◆ What needs to be done ◆
Give the records once more, exactly as they stand.

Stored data
• • •

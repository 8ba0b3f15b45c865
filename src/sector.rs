//! Raw byte access to the underlying device

use std::io::{ErrorKind, Read, Seek, SeekFrom};

use crate::error::{Fat32Error, Result};

/// Supplier of raw volume bytes.
///
/// Offsets are relative to the start of the FAT32 volume. The core never
/// writes through this trait.
pub trait SectorSource {
    /// Fill `buf` with the bytes starting at `offset`.
    ///
    /// Must either fill the whole buffer or fail; a partial read is an error.
    fn read_bytes(&mut self, offset: u64, buf: &mut [u8]) -> Result<()>;
}

impl<S: SectorSource + ?Sized> SectorSource for &mut S {
    fn read_bytes(&mut self, offset: u64, buf: &mut [u8]) -> Result<()> {
        (**self).read_bytes(offset, buf)
    }
}

/// `SectorSource` over anything seekable: device handles, image files, cursors.
#[derive(Debug)]
pub struct DeviceSource<R> {
    inner: R,
    /// Byte position of the volume inside `inner`
    base_offset: u64,
}

impl<R: Read + Seek> DeviceSource<R> {
    pub fn new(inner: R) -> Self {
        Self::with_offset(inner, 0)
    }

    /// Volume starts `base_offset` bytes into `inner` (e.g. a partition
    /// inside a whole-disk image).
    pub fn with_offset(inner: R, base_offset: u64) -> Self {
        Self { inner, base_offset }
    }

    pub fn base_offset(&self) -> u64 {
        self.base_offset
    }

    pub fn get_ref(&self) -> &R {
        &self.inner
    }

    pub fn into_inner(self) -> R {
        self.inner
    }
}

impl<R: Read + Seek> SectorSource for DeviceSource<R> {
    fn read_bytes(&mut self, offset: u64, buf: &mut [u8]) -> Result<()> {
        let absolute = self.base_offset + offset;
        // Always seek: the handle may have been moved by a previous read
        self.inner.seek(SeekFrom::Start(absolute))?;

        let mut filled = 0;
        while filled < buf.len() {
            match self.inner.read(&mut buf[filled..]) {
                Ok(0) => break,
                Ok(n) => filled += n,
                Err(e) if e.kind() == ErrorKind::Interrupted => continue,
                Err(e) => return Err(e.into()),
            }
        }

        if filled < buf.len() {
            log::debug!(
                "read_bytes: short read at {:#x}: {} of {} bytes",
                absolute,
                filled,
                buf.len()
            );
            return Err(Fat32Error::short_read(offset, buf.len(), filled));
        }
        Ok(())
    }
}

#[cfg(test)]
mod tests {
    use super::*;
    use std::io::Cursor;

    #[test]
    fn reads_exact_range() {
        let data: Vec<u8> = (0..=255u8).collect();
        let mut src = DeviceSource::new(Cursor::new(data));
        let mut buf = [0u8; 4];
        src.read_bytes(10, &mut buf).unwrap();
        assert_eq!(buf, [10, 11, 12, 13]);
    }

    #[test]
    fn honours_base_offset() {
        let data: Vec<u8> = (0..=255u8).collect();
        let mut src = DeviceSource::with_offset(Cursor::new(data), 100);
        let mut buf = [0u8; 2];
        src.read_bytes(5, &mut buf).unwrap();
        assert_eq!(buf, [105, 106]);
    }

    #[test]
    fn short_read_is_an_error() {
        let mut src = DeviceSource::new(Cursor::new(vec![0u8; 16]));
        let mut buf = [0u8; 8];
        match src.read_bytes(12, &mut buf) {
            Err(Fat32Error::ShortRead {
                offset,
                expected,
                actual,
            }) => {
                assert_eq!(offset, 12);
                assert_eq!(expected, 8);
                assert_eq!(actual, 4);
            }
            other => panic!("expected ShortRead, got {:?}", other),
        }
    }
}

• • •

◆ Response to this task ◆
repository 8ba0b3f15b45c865
filename src/sector.rs
//! Raw byte access to the underlying device

use std::io::{ErrorKind, Read, Seek, SeekFrom};

use crate::error::{Fat32Error, Result};

/// Supplier of raw volume bytes.
///
/// Offsets are relative to the start of the FAT32 volume. The core never
/// writes through this trait.
pub trait SectorSource {
    /// Fill `buf` with the bytes starting at `offset`.
    ///
    /// Must either fill the whole buffer or fail; a partial read is an error.
    fn read_bytes(&mut self, offset: u64, buf: &mut [u8]) -> Result<()>;
}

impl<S: SectorSource + ?Sized> SectorSource for &mut S {
    fn read_bytes(&mut self, offset: u64, buf: &mut [u8]) -> Result<()> {
        (**self).read_bytes(offset, buf)
    }
}

/// `SectorSource` over anything seekable: device handles, image files, cursors.
#[derive(Debug)]
pub struct DeviceSource<R> {
    inner: R,
    /// Byte position of the volume inside `inner`
    base_offset: u64,
}

impl<R: Read + Seek> DeviceSource<R> {
    pub fn new(inner: R) -> Self {
        Self::with_offset(inner, 0)
    }

    /// Volume starts `base_offset` bytes into `inner` (e.g. a partition
    /// inside a whole-disk image).
    pub fn with_offset(inner: R, base_offset: u64) -> Self {
        Self { inner, base_offset }
    }

    pub fn base_offset(&self) -> u64 {
        self.base_offset
    }

    pub fn get_ref(&self) -> &R {
        &self.inner
    }

    pub fn into_inner(self) -> R {
        self.inner
    }
}

impl<R: Read + Seek> SectorSource for DeviceSource<R> {
    fn read_bytes(&mut self, offset: u64, buf: &mut [u8]) -> Result<()> {
        let absolute = self.base_offset + offset;
        // Always seek: the handle may have been moved by a previous read
        self.inner.seek(SeekFrom::Start(absolute))?;

        let mut filled = 0;
        while filled < buf.len() {
            match self.inner.read(&mut buf[filled..]) {
                Ok(0) => break,
                Ok(n) => filled += n,
                Err(e) if e.kind() == ErrorKind::Interrupted => continue,
                Err(e) => return Err(e.into()),
            }
        }

        if filled < buf.len() {
            log::debug!(
                "read_bytes: short read at {:#x}: {} of {} bytes",
                absolute,
                filled,
                buf.len()
            );
            return Err(Fat32Error::short_read(offset, buf.len(), filled));
        }
        Ok(())
    }
}

#[cfg(test)]
mod tests {
    use super::*;
    use std::io::Cursor;

    #[test]
    fn reads_exact_range() {
        let data: Vec<u8> = (0..=255u8).collect();
        let mut src = DeviceSource::new(Cursor::new(data));
        let mut buf = [0u8; 4];
        src.read_bytes(10, &mut buf).unwrap();
        assert_eq!(buf, [10, 11, 12, 13]);
    }

    #[test]
    fn honours_base_offset() {
        let data: Vec<u8> = (0..=255u8).collect();
        let mut src = DeviceSource::with_offset(Cursor::new(data), 100);
        let mut buf = [0u8; 2];
        src.read_bytes(5, &mut buf).unwrap();
        assert_eq!(buf, [105, 106]);
    }

    #[test]
    fn short_read_is_an_error() {
        let mut src = DeviceSource::new(Cursor::new(vec![0u8; 16]));
        let mut buf = [0u8; 8];
        match src.read_bytes(12, &mut buf) {
            Err(Fat32Error::ShortRead {
                offset,
                expected,
                actual,
            }) => {
                assert_eq!(offset, 12);
                assert_eq!(expected, 8);
                assert_eq!(actual, 4);
            }
            other => panic!("expected ShortRead, got {:?}", other),
        }
    }
}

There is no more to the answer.